WHAT THE TASK REQUIRES
This task calls for copying every line in the data below that contains the word "provider".

Collected data:
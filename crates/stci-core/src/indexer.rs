//! Index computation - turns a validated, deduplicated observation set and a
//! methodology document into the day's named index values plus a
//! deterministic verification hash.

use crate::error::PipelineError;
use crate::methodology::{IndexDefinition, Methodology};
use crate::observation::Observation;
use chrono::NaiveDate;
use serde::{Deserialize, Serialize};
use sha2::{Digest, Sha256};
use std::collections::BTreeMap;
use tracing::{debug, info};

/// One named index's computed values for one date.
#[derive(Debug, Clone, Serialize, Deserialize)]
pub struct IndexResult {
    pub input_rate: f64,
    pub output_rate: f64,
    pub blended_rate: f64,
    pub model_count: usize,
    pub models_included: Vec<String>,
    /// Sample standard deviation of input rates. Absent, not null, when
    /// fewer than two observations contribute.
    #[serde(skip_serializing_if = "Option::is_none")]
    pub dispersion: Option<f64>,
}

/// The aggregation's top-level output for one date.
#[derive(Debug, Clone, Serialize, Deserialize)]
pub struct DailyIndexOutput {
    pub date: NaiveDate,
    pub indices: BTreeMap<String, IndexResult>,
    pub methodology_version: String,
    pub computed_at: String,
    pub verification_hash: String,
    pub observation_count: usize,
}

/// Computes STCI values under a fixed methodology.
pub struct Indexer {
    methodology: Methodology,
}

impl Indexer {
    pub fn new(methodology: Methodology) -> Self {
        Self { methodology }
    }

    pub fn methodology(&self) -> &Methodology {
        &self.methodology
    }

    /// Compute every named index independently. An index that cannot be
    /// computed (empty basket, coverage below the floor) is simply absent
    /// from the output; the others still compute.
    pub fn compute(
        &self,
        observations: &[Observation],
        target_date: Option<NaiveDate>,
    ) -> Result<DailyIndexOutput, PipelineError> {
        let date = target_date.unwrap_or_else(|| infer_date(observations));

        let mut indices = BTreeMap::new();
        for (name, definition) in &self.methodology.indices {
            match self.compute_single(observations, definition) {
                Some(result) => {
                    info!(
                        index = %name,
                        blended = result.blended_rate,
                        models = result.model_count,
                        "computed index"
                    );
                    indices.insert(name.clone(), result);
                }
                None => {
                    debug!(index = %name, "index not emitted: empty basket or coverage below floor");
                }
            }
        }

        Ok(DailyIndexOutput {
            date,
            indices,
            methodology_version: self.methodology.methodology_version.clone(),
            computed_at: crate::observation::collected_at_now(),
            verification_hash: self.verification_hash(observations, date)?,
            observation_count: observations.len(),
        })
    }

    fn compute_single(
        &self,
        observations: &[Observation],
        definition: &IndexDefinition,
    ) -> Option<IndexResult> {
        let filtered: Vec<&Observation> = match &definition.models {
            Some(basket) => observations
                .iter()
                .filter(|obs| {
                    basket.contains(&obs.model_id)
                        || basket.contains(&format!("{}/{}", obs.provider, obs.model_id))
                })
                .collect(),
            None => observations.iter().collect(),
        };

        if filtered.is_empty() {
            return None;
        }

        if let Some(basket) = &definition.models {
            let coverage = filtered.len() as f64 / basket.len() as f64;
            if coverage < self.methodology.min_basket_coverage {
                return None;
            }
        }

        let input_rates: Vec<f64> = filtered.iter().map(|o| o.input_rate_usd_per_1m).collect();
        let output_rates: Vec<f64> = filtered.iter().map(|o| o.output_rate_usd_per_1m).collect();

        // Equal weighting across models in this version.
        let avg_input = mean(&input_rates);
        let avg_output = mean(&output_rates);

        // A conversation consuming roughly output_ratio output tokens per
        // input token.
        let ratio = self.methodology.output_ratio;
        let blended = (avg_input + ratio * avg_output) / (1.0 + ratio);

        let dispersion = sample_stddev(&input_rates);

        // Round only here, never at intermediate steps.
        let decimals = self.methodology.decimal_places.output;
        Some(IndexResult {
            input_rate: round_to(avg_input, decimals),
            output_rate: round_to(avg_output, decimals),
            blended_rate: round_to(blended, decimals),
            model_count: filtered.len(),
            models_included: filtered
                .iter()
                .map(|o| {
                    if o.model_id.is_empty() {
                        format!("{}/unknown", o.provider)
                    } else {
                        o.model_id.clone()
                    }
                })
                .collect(),
            dispersion: dispersion.map(|d| round_to(d, decimals)),
        })
    }

    /// First 16 hex characters of SHA-256 over the canonical key-sorted JSON
    /// of {date, methodology version, observations sorted by id}. Re-running
    /// on byte-identical inputs must yield a byte-identical hash.
    fn verification_hash(
        &self,
        observations: &[Observation],
        date: NaiveDate,
    ) -> Result<String, PipelineError> {
        let mut sorted: Vec<&Observation> = observations.iter().collect();
        sorted.sort_by(|a, b| a.observation_id.cmp(&b.observation_id));

        // serde_json's default map is key-sorted, which makes Value
        // serialization canonical.
        let hash_input = serde_json::json!({
            "date": date,
            "methodology_version": self.methodology.methodology_version,
            "observations": sorted,
        });
        let canonical =
            serde_json::to_string(&hash_input).map_err(|source| PipelineError::Serialize {
                what: "verification hash input",
                source,
            })?;

        let digest = Sha256::digest(canonical.as_bytes());
        let hex: String = digest.iter().map(|b| format!("{b:02x}")).collect();
        Ok(hex[..16].to_string())
    }
}

fn infer_date(observations: &[Observation]) -> NaiveDate {
    observations
        .first()
        .map(|obs| obs.effective_date)
        .unwrap_or_else(|| chrono::Utc::now().date_naive())
}

fn mean(values: &[f64]) -> f64 {
    values.iter().sum::<f64>() / values.len() as f64
}

/// Sample standard deviation; `None` for fewer than two values.
fn sample_stddev(values: &[f64]) -> Option<f64> {
    if values.len() < 2 {
        return None;
    }
    let m = mean(values);
    let variance =
        values.iter().map(|v| (v - m) * (v - m)).sum::<f64>() / (values.len() - 1) as f64;
    Some(variance.sqrt())
}

fn round_to(value: f64, decimals: u32) -> f64 {
    let factor = 10f64.powi(decimals as i32);
    (value * factor).round() / factor
}

#[cfg(test)]
mod tests {
    use super::*;
    use crate::observation::CollectionMethod;

    fn date() -> NaiveDate {
        NaiveDate::from_ymd_opt(2026, 1, 1).unwrap()
    }

    fn obs(provider: &str, model_id: &str, input: f64, output: f64) -> Observation {
        Observation {
            observation_id: crate::observation::observation_id(date(), provider, model_id),
            schema_version: crate::observation::SCHEMA_VERSION.to_string(),
            provider: provider.to_string(),
            model_id: model_id.to_string(),
            model_display_name: model_id.to_string(),
            input_rate_usd_per_1m: input,
            output_rate_usd_per_1m: output,
            effective_date: date(),
            collected_at: "2026-01-01T00:30:00Z".to_string(),
            source_url: "https://openrouter.ai/api/v1/models".to_string(),
            source_tier: "T1".to_string(),
            currency: "USD".to_string(),
            collection_method: CollectionMethod::AggregatorApi,
            confidence_level: "high".to_string(),
            context_window: None,
            model_tier: None,
        }
    }

    fn canned() -> Vec<Observation> {
        vec![
            obs("openai", "openai/gpt-4o", 2.50, 10.00),
            obs("anthropic", "anthropic/claude-3.5-sonnet", 3.00, 15.00),
            obs("openai", "openai/gpt-4o-mini", 0.15, 0.60),
        ]
    }

    #[test]
    fn test_two_model_arithmetic() {
        let observations = vec![obs("a", "a/one", 1.0, 4.0), obs("b", "b/two", 3.0, 12.0)];
        let indexer = Indexer::new(Methodology::default());
        let output = indexer.compute(&observations, Some(date())).unwrap();

        let all = &output.indices["STCI-ALL"];
        assert_eq!(all.input_rate, 2.0);
        assert_eq!(all.output_rate, 8.0);
        // (2.0 + 3 * 8.0) / 4
        assert_eq!(all.blended_rate, 6.5);
        assert_eq!(all.model_count, 2);
        assert!(all.dispersion.unwrap() > 0.0);
    }

    #[test]
    fn test_canned_observations_end_to_end() {
        let indexer = Indexer::new(Methodology::default());
        let output = indexer.compute(&canned(), Some(date())).unwrap();

        let all = &output.indices["STCI-ALL"];
        assert_eq!(all.input_rate, 1.88);
        assert_eq!(all.output_rate, 8.53);
        assert_eq!(all.blended_rate, 6.87);
        assert_eq!(all.model_count, 3);
        assert_eq!(all.models_included.len(), 3);
        assert_eq!(output.observation_count, 3);
    }

    #[test]
    fn test_single_observation_has_no_dispersion() {
        let indexer = Indexer::new(Methodology::default());
        let output = indexer
            .compute(&[obs("openai", "openai/gpt-4o", 2.5, 10.0)], Some(date()))
            .unwrap();
        let all = &output.indices["STCI-ALL"];
        assert!(all.dispersion.is_none());

        // Absent from the serialized form too, not null.
        let json = serde_json::to_value(all).unwrap();
        assert!(json.get("dispersion").is_none());
    }

    #[test]
    fn test_basket_filter_matches_prefixed_and_bare_ids() {
        let mut methodology = Methodology::default();
        methodology.indices.insert(
            "STCI-PAIR".to_string(),
            IndexDefinition {
                models: Some(vec![
                    "openai/gpt-4o".to_string(),
                    "anthropic/claude-3.5-sonnet".to_string(),
                ]),
                ..Default::default()
            },
        );
        let indexer = Indexer::new(methodology);
        let output = indexer.compute(&canned(), Some(date())).unwrap();

        let pair = &output.indices["STCI-PAIR"];
        assert_eq!(pair.model_count, 2);
        assert_eq!(pair.input_rate, 2.75);
        assert_eq!(pair.output_rate, 12.5);
    }

    #[test]
    fn test_low_coverage_index_absent_but_all_index_computes() {
        let mut methodology = Methodology {
            min_basket_coverage: 0.5,
            ..Default::default()
        };
        methodology.indices.insert(
            "STCI-MISSING".to_string(),
            IndexDefinition {
                models: Some(vec![
                    "openai/gpt-4o".to_string(),
                    "vendor/absent-model-a".to_string(),
                    "vendor/absent-model-b".to_string(),
                ]),
                ..Default::default()
            },
        );
        let indexer = Indexer::new(methodology);
        let output = indexer.compute(&canned(), Some(date())).unwrap();

        // 1 of 3 basket members present: below the 0.5 floor.
        assert!(!output.indices.contains_key("STCI-MISSING"));
        assert!(output.indices.contains_key("STCI-ALL"));
    }

    #[test]
    fn test_verification_hash_deterministic_and_sensitive() {
        let indexer = Indexer::new(Methodology::default());
        let first = indexer.compute(&canned(), Some(date())).unwrap();
        let second = indexer.compute(&canned(), Some(date())).unwrap();
        assert_eq!(first.verification_hash, second.verification_hash);
        assert_eq!(first.verification_hash.len(), 16);

        let mut changed = canned();
        changed[0].input_rate_usd_per_1m += 0.01;
        let third = indexer.compute(&changed, Some(date())).unwrap();
        assert_ne!(first.verification_hash, third.verification_hash);
    }

    #[test]
    fn test_hash_ignores_observation_order() {
        let indexer = Indexer::new(Methodology::default());
        let forward = indexer.compute(&canned(), Some(date())).unwrap();
        let mut reversed = canned();
        reversed.reverse();
        let backward = indexer.compute(&reversed, Some(date())).unwrap();
        assert_eq!(forward.verification_hash, backward.verification_hash);
    }

    #[test]
    fn test_date_inferred_from_observations() {
        let indexer = Indexer::new(Methodology::default());
        let output = indexer.compute(&canned(), None).unwrap();
        assert_eq!(output.date, date());
    }

    #[test]
    fn test_methodology_version_change_changes_hash() {
        let first = Indexer::new(Methodology::default())
            .compute(&canned(), Some(date()))
            .unwrap();
        let m = Methodology {
            methodology_version: "2.0.0".to_string(),
            ..Default::default()
        };
        let second = Indexer::new(m).compute(&canned(), Some(date())).unwrap();
        assert_ne!(first.verification_hash, second.verification_hash);
    }
}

TASK RESULT
                        || basket.contains(&format!("{}/{}", obs.provider, obs.model_id))
                        format!("{}/unknown", o.provider)
    fn obs(provider: &str, model_id: &str, input: f64, output: f64) -> Observation {
            observation_id: crate::observation::observation_id(date(), provider, model_id),
            provider: provider.to_string(),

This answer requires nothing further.